Return the records below exactly, leaving nothing out.
*** Opening of Task input ***
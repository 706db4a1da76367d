//! The horizontal assembler: text -> words -> hyphenated words ->
//! ligated + kerned element stream -> ready for the shared breaker
//! (see [`crate::breaker`]).

mod bidi;
mod hyphenate;
mod kerning;
mod ligature;
pub mod line;
mod words;

use ecow::EcoString;

use crate::element::ElementList;
use crate::error::Warnings;
use crate::font::SizedFont;
use crate::hyphenation::Dictionary;
use crate::locale::{self, Locale};
use crate::units::Sp;

/// Style attribution carried by a `TextSpan`.
#[derive(Debug, Clone, Copy, PartialEq, Eq, Hash)]
pub enum StyleFlag {
    Regular,
    Bold,
    Italic,
    BoldItalic,
    SmallCaps,
    Code,
}

/// One sized font per style, as the assembler expects from its caller.
#[derive(Clone)]
pub struct FontPack {
    pub regular: SizedFont,
    pub bold: SizedFont,
    pub italic: SizedFont,
    pub bold_italic: SizedFont,
    pub small_caps: SizedFont,
    pub code: SizedFont,
}

impl FontPack {
    /// A font pack where every style maps to the same font, useful for
    /// tests and for callers that don't distinguish styles.
    pub fn uniform(font: SizedFont) -> Self {
        Self {
            regular: font.clone(),
            bold: font.clone(),
            italic: font.clone(),
            bold_italic: font.clone(),
            small_caps: font.clone(),
            code: font,
        }
    }

    pub fn get(&self, style: StyleFlag) -> &SizedFont {
        match style {
            StyleFlag::Regular => &self.regular,
            StyleFlag::Bold => &self.bold,
            StyleFlag::Italic => &self.italic,
            StyleFlag::BoldItalic => &self.bold_italic,
            StyleFlag::SmallCaps => &self.small_caps,
            StyleFlag::Code => &self.code,
        }
    }
}

/// The span kinds the horizontal assembler recognizes from the (external,
/// out-of-scope) source parser, per the engine's external-interfaces
/// contract.
pub enum InputSpan {
    Text { text: EcoString, style: StyleFlag },
    Image { width: Sp, height: Sp },
    Footnote { body: ElementList },
    Label { name: EcoString },
    Index { entries: Vec<EcoString> },
    /// A cross-reference to a named label. `resolved` is filled in by the
    /// caller (typically after a first pagination pass has produced a
    /// label -> page map); an unresolved reference renders as `"?"`.
    PageRef { name: EcoString, style: StyleFlag, resolved: Option<EcoString> },
}

/// One paragraph-equivalent block of spans, as produced by the (external)
/// source parser.
pub struct Block {
    pub spans: Vec<InputSpan>,
    /// Source line, used only to attribute warnings.
    pub line: Option<u32>,
}

/// How a line's trailing/leading glue should absorb leftover space.
#[derive(Debug, Clone, Copy, PartialEq, Eq)]
pub enum Justification {
    Justified,
    RaggedLeft,
    RaggedRight,
}

/// Configuration the horizontal assembler needs beyond the block itself.
pub struct AssemblerConfig<'a> {
    pub fonts: FontPack,
    pub hyphenation: Option<&'a Dictionary>,
    pub locale: Locale,
    pub justification: Justification,
    /// Disables word-space breakability entirely (spec.md §4.6 stage 1).
    pub no_line_breaks: bool,
    pub hyphen_penalty: i32,
}

/// Runs the full horizontal-assembly pipeline over one block, producing an
/// element list ready for the shared breaker.
#[tracing::instrument(skip_all)]
pub fn assemble(config: &AssemblerConfig, block: &Block, warnings: &mut Warnings) -> ElementList {
    let mut processor = locale::BlockPostProcessor::new(config.locale, block.line);

    // Stage 0 (ambient to spec's stage 1): locale punctuation
    // post-processing, applied to the text of text-spans only, before word
    // splitting. State crosses spans within the block, so this walks spans
    // in order and only substitutes the text of `Text` spans.
    let processed: Vec<ProcessedSpan> = block
        .spans
        .iter()
        .map(|span| match span {
            InputSpan::Text { text, style } => {
                ProcessedSpan::Text(processor.process_span(locale::Span { text }), *style)
            }
            other => ProcessedSpan::Other(other),
        })
        .collect();
    if let Some(warning) = processor.finish() {
        warnings.push(warning);
    }

    // Stage 1: words.
    let mut elements = words::split(config, &processed);

    // Stage 2: hyphenation.
    if let Some(dict) = config.hyphenation {
        hyphenate::insert(&mut elements, dict, config.hyphen_penalty);
    }

    // Stage 3: ligatures around discretionaries.
    ligature::fold(&mut elements);

    // Stage 4: kerning.
    kerning::inject(&mut elements, warnings);

    // Stage 5: RTL reordering.
    bidi::reorder(&mut elements);

    // Stage 6: end of paragraph.
    line::append_paragraph_end(&mut elements);

    elements
}

/// A span after stage-0 locale post-processing: `Text` spans carry their
/// transformed string, everything else passes through by reference.
pub(crate) enum ProcessedSpan<'a> {
    Text(EcoString, StyleFlag),
    Other(&'a InputSpan),
}

#[cfg(test)]
pub(crate) fn is_word_char(c: char) -> bool {
    words::is_word_char(c)
}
*** Close of Task input ***
- Reply:
repository 706db4a1da76367d
//! The horizontal assembler: text -> words -> hyphenated words ->
//! ligated + kerned element stream -> ready for the shared breaker
//! (see [`crate::breaker`]).

mod bidi;
mod hyphenate;
mod kerning;
mod ligature;
pub mod line;
mod words;

use ecow::EcoString;

use crate::element::ElementList;
use crate::error::Warnings;
use crate::font::SizedFont;
use crate::hyphenation::Dictionary;
use crate::locale::{self, Locale};
use crate::units::Sp;

/// Style attribution carried by a `TextSpan`.
#[derive(Debug, Clone, Copy, PartialEq, Eq, Hash)]
pub enum StyleFlag {
    Regular,
    Bold,
    Italic,
    BoldItalic,
    SmallCaps,
    Code,
}

/// One sized font per style, as the assembler expects from its caller.
#[derive(Clone)]
pub struct FontPack {
    pub regular: SizedFont,
    pub bold: SizedFont,
    pub italic: SizedFont,
    pub bold_italic: SizedFont,
    pub small_caps: SizedFont,
    pub code: SizedFont,
}

impl FontPack {
    /// A font pack where every style maps to the same font, useful for
    /// tests and for callers that don't distinguish styles.
    pub fn uniform(font: SizedFont) -> Self {
        Self {
            regular: font.clone(),
            bold: font.clone(),
            italic: font.clone(),
            bold_italic: font.clone(),
            small_caps: font.clone(),
            code: font,
        }
    }

    pub fn get(&self, style: StyleFlag) -> &SizedFont {
        match style {
            StyleFlag::Regular => &self.regular,
            StyleFlag::Bold => &self.bold,
            StyleFlag::Italic => &self.italic,
            StyleFlag::BoldItalic => &self.bold_italic,
            StyleFlag::SmallCaps => &self.small_caps,
            StyleFlag::Code => &self.code,
        }
    }
}

/// The span kinds the horizontal assembler recognizes from the (external,
/// out-of-scope) source parser, per the engine's external-interfaces
/// contract.
pub enum InputSpan {
    Text { text: EcoString, style: StyleFlag },
    Image { width: Sp, height: Sp },
    Footnote { body: ElementList },
    Label { name: EcoString },
    Index { entries: Vec<EcoString> },
    /// A cross-reference to a named label. `resolved` is filled in by the
    /// caller (typically after a first pagination pass has produced a
    /// label -> page map); an unresolved reference renders as `"?"`.
    PageRef { name: EcoString, style: StyleFlag, resolved: Option<EcoString> },
}

/// One paragraph-equivalent block of spans, as produced by the (external)
/// source parser.
pub struct Block {
    pub spans: Vec<InputSpan>,
    /// Source line, used only to attribute warnings.
    pub line: Option<u32>,
}

/// How a line's trailing/leading glue should absorb leftover space.
#[derive(Debug, Clone, Copy, PartialEq, Eq)]
pub enum Justification {
    Justified,
    RaggedLeft,
    RaggedRight,
}

/// Configuration the horizontal assembler needs beyond the block itself.
pub struct AssemblerConfig<'a> {
    pub fonts: FontPack,
    pub hyphenation: Option<&'a Dictionary>,
    pub locale: Locale,
    pub justification: Justification,
    /// Disables word-space breakability entirely (spec.md §4.6 stage 1).
    pub no_line_breaks: bool,
    pub hyphen_penalty: i32,
}

/// Runs the full horizontal-assembly pipeline over one block, producing an
/// element list ready for the shared breaker.
#[tracing::instrument(skip_all)]
pub fn assemble(config: &AssemblerConfig, block: &Block, warnings: &mut Warnings) -> ElementList {
    let mut processor = locale::BlockPostProcessor::new(config.locale, block.line);

    // Stage 0 (ambient to spec's stage 1): locale punctuation
    // post-processing, applied to the text of text-spans only, before word
    // splitting. State crosses spans within the block, so this walks spans
    // in order and only substitutes the text of `Text` spans.
    let processed: Vec<ProcessedSpan> = block
        .spans
        .iter()
        .map(|span| match span {
            InputSpan::Text { text, style } => {
                ProcessedSpan::Text(processor.process_span(locale::Span { text }), *style)
            }
            other => ProcessedSpan::Other(other),
        })
        .collect();
    if let Some(warning) = processor.finish() {
        warnings.push(warning);
    }

    // Stage 1: words.
    let mut elements = words::split(config, &processed);

    // Stage 2: hyphenation.
    if let Some(dict) = config.hyphenation {
        hyphenate::insert(&mut elements, dict, config.hyphen_penalty);
    }

    // Stage 3: ligatures around discretionaries.
    ligature::fold(&mut elements);

    // Stage 4: kerning.
    kerning::inject(&mut elements, warnings);

    // Stage 5: RTL reordering.
    bidi::reorder(&mut elements);

    // Stage 6: end of paragraph.
    line::append_paragraph_end(&mut elements);

    elements
}

/// A span after stage-0 locale post-processing: `Text` spans carry their
/// transformed string, everything else passes through by reference.
pub(crate) enum ProcessedSpan<'a> {
    Text(EcoString, StyleFlag),
    Other(&'a InputSpan),
}

#[cfg(test)]
pub(crate) fn is_word_char(c: char) -> bool {
    words::is_word_char(c)
}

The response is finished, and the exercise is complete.